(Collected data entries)

_ _ _ _ _ _ _

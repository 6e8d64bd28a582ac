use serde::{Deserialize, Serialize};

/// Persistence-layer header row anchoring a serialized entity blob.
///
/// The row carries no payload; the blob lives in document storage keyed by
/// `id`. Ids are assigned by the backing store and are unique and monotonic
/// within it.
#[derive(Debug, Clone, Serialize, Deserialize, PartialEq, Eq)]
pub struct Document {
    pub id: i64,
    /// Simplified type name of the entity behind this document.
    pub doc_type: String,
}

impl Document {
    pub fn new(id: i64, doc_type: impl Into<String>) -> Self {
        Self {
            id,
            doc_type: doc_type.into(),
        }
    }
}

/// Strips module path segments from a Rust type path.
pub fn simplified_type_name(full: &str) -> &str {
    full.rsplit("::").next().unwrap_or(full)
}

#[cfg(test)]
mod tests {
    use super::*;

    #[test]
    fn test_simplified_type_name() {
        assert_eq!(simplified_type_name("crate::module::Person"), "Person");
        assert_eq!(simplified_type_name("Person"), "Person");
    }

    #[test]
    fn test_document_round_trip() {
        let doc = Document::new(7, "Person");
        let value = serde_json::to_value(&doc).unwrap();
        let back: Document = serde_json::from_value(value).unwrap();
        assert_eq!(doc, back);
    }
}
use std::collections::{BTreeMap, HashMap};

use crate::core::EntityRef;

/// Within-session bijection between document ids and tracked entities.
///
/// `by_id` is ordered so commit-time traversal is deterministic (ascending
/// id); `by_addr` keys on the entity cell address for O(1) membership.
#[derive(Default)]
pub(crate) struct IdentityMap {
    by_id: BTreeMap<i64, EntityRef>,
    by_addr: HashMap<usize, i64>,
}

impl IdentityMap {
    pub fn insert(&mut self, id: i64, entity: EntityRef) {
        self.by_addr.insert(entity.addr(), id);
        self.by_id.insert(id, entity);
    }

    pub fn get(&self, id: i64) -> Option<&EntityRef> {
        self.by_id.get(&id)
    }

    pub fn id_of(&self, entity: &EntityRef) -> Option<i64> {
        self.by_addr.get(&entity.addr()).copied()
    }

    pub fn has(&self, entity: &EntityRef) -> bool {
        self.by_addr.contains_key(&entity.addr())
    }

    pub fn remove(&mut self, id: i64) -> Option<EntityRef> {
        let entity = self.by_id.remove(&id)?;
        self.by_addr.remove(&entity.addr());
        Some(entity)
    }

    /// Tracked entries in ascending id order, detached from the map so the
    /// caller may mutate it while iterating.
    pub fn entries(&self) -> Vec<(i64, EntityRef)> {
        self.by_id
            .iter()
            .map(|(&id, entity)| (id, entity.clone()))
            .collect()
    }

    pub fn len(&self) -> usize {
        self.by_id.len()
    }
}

_ _ _ _ _ _ _

__Task details__
If a line in the records above holds the string "Option", copy it out.

__Task output__
    pub fn get(&self, id: i64) -> Option<&EntityRef> {
    pub fn id_of(&self, entity: &EntityRef) -> Option<i64> {
    pub fn remove(&mut self, id: i64) -> Option<EntityRef> {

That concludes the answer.